Information given START

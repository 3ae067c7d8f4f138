//! Implementations for the MpcCtrl state structure

// ---------------------------------------------------------------------------
// IMPORTS
// ---------------------------------------------------------------------------

// External
use log::trace;
use serde::Serialize;
use std::time::Instant;

// Internal
use super::builder;
use super::extract::{self, Actuation, PredictedTrajectory};
use super::model::TrajectoryModel;
use super::params::{Params, ParamsError};
use super::solver::{NlpSolver, ShootingSolver, SolveError, SolveStatus, SolverOptions};
use super::types::{InputError, PathCoefficients, VehicleState};
use util::{module::State, params};

// ---------------------------------------------------------------------------
// DATA STRUCTURES
// ---------------------------------------------------------------------------

/// MPC control module state.
///
/// One `proc` call performs one full receding-horizon solve: build the
/// problem from the inputs, solve it, and extract the first actuation. No
/// data persists between cycles, there is no warm start. Concurrent solves
/// against the same instance are not supported, the caller invokes `proc`
/// once per control cycle sequentially.
#[derive(Default)]
pub struct MpcCtrl {
    params: Params,

    solver: ShootingSolver,
}

/// Input data for one solve.
pub struct InputData {
    /// Vehicle state in the vehicle-local frame.
    pub state: VehicleState,

    /// Fitted reference polynomial in the vehicle-local frame.
    pub coeffs: PathCoefficients,
}

/// Output of a successful solve.
#[derive(Debug, Clone)]
pub struct OutputData {
    /// First actuation of the plan, to be applied this cycle.
    pub actuation: Actuation,

    /// Predicted trajectory over the horizon, for display.
    pub trajectory: PredictedTrajectory,
}

/// Status report for MPC processing.
#[derive(Debug, Clone, Copy, Serialize)]
pub struct StatusReport {
    /// Achieved cost of the solve
    pub cost: f64,

    /// Solver termination status
    pub status: SolveStatus,

    /// Number of solver iterations
    pub iterations: usize,

    /// Wall-clock duration of the solve in seconds
    pub solve_time_s: f64,

    /// Largest absolute dynamics residual of the returned plan
    pub max_residual: f64,
}

// ---------------------------------------------------------------------------
// ENUMERATIONS
// ---------------------------------------------------------------------------

/// Potential errors that can occur during processing of the module.
#[derive(Debug, thiserror::Error)]
pub enum MpcError {
    #[error("Could not load parameters: {0}")]
    ParamLoadError(params::LoadError),

    /// The loaded parameters failed validation. Fatal at init, a solve is
    /// never run against invalid configuration.
    #[error("Invalid parameters: {0}")]
    InvalidParams(ParamsError),

    /// The per-cycle inputs were rejected before a problem was built.
    #[error("Invalid solve inputs: {0}")]
    InvalidInput(#[from] InputError),

    /// The solver terminated without reaching its optimality tolerance. The
    /// caller owns the fallback (hold the previous command, brake, or raise
    /// an alert), this module never fabricates a plausible-looking actuation
    /// from a failed solve.
    #[error("Solver did not converge: {0:?}")]
    SolveFailed(SolveStatus),

    /// The solver failed hard and produced no usable decision vector.
    #[error("Solver error: {0}")]
    SolverError(#[from] SolveError),
}

// ---------------------------------------------------------------------------
// IMPLEMENTATIONS
// ---------------------------------------------------------------------------

impl State for MpcCtrl {
    type InitData = &'static str;
    type InitError = MpcError;

    type InputData = InputData;
    type OutputData = OutputData;
    type StatusReport = StatusReport;
    type ProcError = MpcError;

    /// Initialise the MpcCtrl module.
    ///
    /// Expected init data is the path to the parameter file.
    fn init(&mut self, init_data: Self::InitData) -> Result<(), Self::InitError> {
        // Load the parameters
        self.params = match params::load(init_data) {
            Ok(p) => p,
            Err(e) => return Err(MpcError::ParamLoadError(e)),
        };

        // Validate once, so parameter errors are fatal at startup and never
        // surface at per-cycle solve time
        self.params.validate().map_err(MpcError::InvalidParams)?;

        Ok(())
    }

    /// Run one receding-horizon solve.
    ///
    /// Returns either a valid actuation plus trajectory, or an explicit
    /// error. A non-converged solve is an error, the caller never silently
    /// receives stale or garbage values.
    fn proc(
        &mut self,
        input_data: &Self::InputData,
    ) -> Result<(Self::OutputData, Self::StatusReport), Self::ProcError> {
        let solve_start = Instant::now();

        // Build the problem, rejecting malformed inputs before the solver
        // sees them
        let problem = builder::build(&self.params, &input_data.state, &input_data.coeffs)?;
        let model = TrajectoryModel::new(&self.params, &input_data.coeffs);

        let solution =
            self.solver
                .solve(&problem, &model, &SolverOptions::from_params(&self.params))?;

        if !solution.converged() {
            return Err(MpcError::SolveFailed(solution.status));
        }

        let (actuation, trajectory) = extract::extract(
            &solution,
            model.layout(),
            self.params.max_steer_rad,
        );

        let report = StatusReport {
            cost: solution.cost,
            status: solution.status,
            iterations: solution.iterations,
            solve_time_s: solve_start.elapsed().as_secs_f64(),
            max_residual: model.max_dynamics_residual(&solution.vars),
        };

        trace!(
            "mpc cycle: cost {:.4e}, steer {:.4} rad, throttle {:.3}",
            report.cost,
            actuation.steer_rad,
            actuation.throttle
        );

        Ok((
            OutputData {
                actuation,
                trajectory,
            },
            report,
        ))
    }
}

impl MpcCtrl {
    /// The validated parameters the module was initialised with.
    pub fn params(&self) -> &Params {
        &self.params
    }

    /// Build an instance directly from parameters, bypassing the parameter
    /// file. Used by tests and benchmarks.
    pub fn with_params(params: Params) -> Result<Self, MpcError> {
        params.validate().map_err(MpcError::InvalidParams)?;
        Ok(Self {
            params,
            solver: ShootingSolver,
        })
    }
}

// ---------------------------------------------------------------------------
// TESTS
// ---------------------------------------------------------------------------

#[cfg(test)]
mod test {
    use super::*;

    #[test]
    fn test_proc_full_cycle() {
        let mut ctrl = MpcCtrl::with_params(Params::default()).unwrap();

        let input = InputData {
            state: VehicleState {
                x: 0.0,
                y: 0.0,
                psi: 0.0,
                v: 10.0,
                cte: 0.5,
                epsi: -0.05,
            },
            coeffs: PathCoefficients(vec![0.5, 0.05, -0.001, 0.0]),
        };

        let (output, report) = ctrl.proc(&input).unwrap();

        assert_eq!(report.status, SolveStatus::Converged);
        assert_eq!(output.trajectory.x.len(), ctrl.params().n_steps);
        assert!(report.max_residual < 1e-9);
        assert!(output.actuation.steer_norm.abs() <= 1.0);
        assert!(output.actuation.throttle.abs() <= 1.0);
    }

    #[test]
    fn test_non_converged_solve_is_an_explicit_error() {
        // Starve the solver: one iteration against an unreachable tolerance
        // cannot converge on a non-trivial input. The failure must surface
        // as an error, never as a plausible-looking actuation.
        let mut params = Params::default();
        params.max_iterations = 1;
        params.opt_tolerance = 1e-12;
        let mut ctrl = MpcCtrl::with_params(params).unwrap();

        let input = InputData {
            state: VehicleState {
                x: 0.0,
                y: 0.0,
                psi: 0.0,
                v: 10.0,
                cte: 0.5,
                epsi: -0.05,
            },
            coeffs: PathCoefficients(vec![0.5, 0.05, -0.001, 0.0]),
        };

        assert!(matches!(
            ctrl.proc(&input),
            Err(MpcError::SolveFailed(SolveStatus::IterationLimit))
        ));
    }

    #[test]
    fn test_proc_rejects_bad_inputs() {
        let mut ctrl = MpcCtrl::with_params(Params::default()).unwrap();

        let input = InputData {
            state: VehicleState {
                x: 0.0,
                y: 0.0,
                psi: 0.0,
                v: f64::NAN,
                cte: 0.0,
                epsi: 0.0,
            },
            coeffs: PathCoefficients(vec![0.0; 4]),
        };

        assert!(matches!(
            ctrl.proc(&input),
            Err(MpcError::InvalidInput(_))
        ));
    }

    #[test]
    fn test_invalid_params_rejected_at_init() {
        let mut params = Params::default();
        params.n_steps = 1;
        assert!(matches!(
            MpcCtrl::with_params(params),
            Err(MpcError::InvalidParams(_))
        ));
    }
}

Information given END

> What the exercise asks:
Look through the entries above, find each line containing "builder", and copy it.

> Answer space:
use super::builder;
        let problem = builder::build(&self.params, &input_data.state, &input_data.coeffs)?;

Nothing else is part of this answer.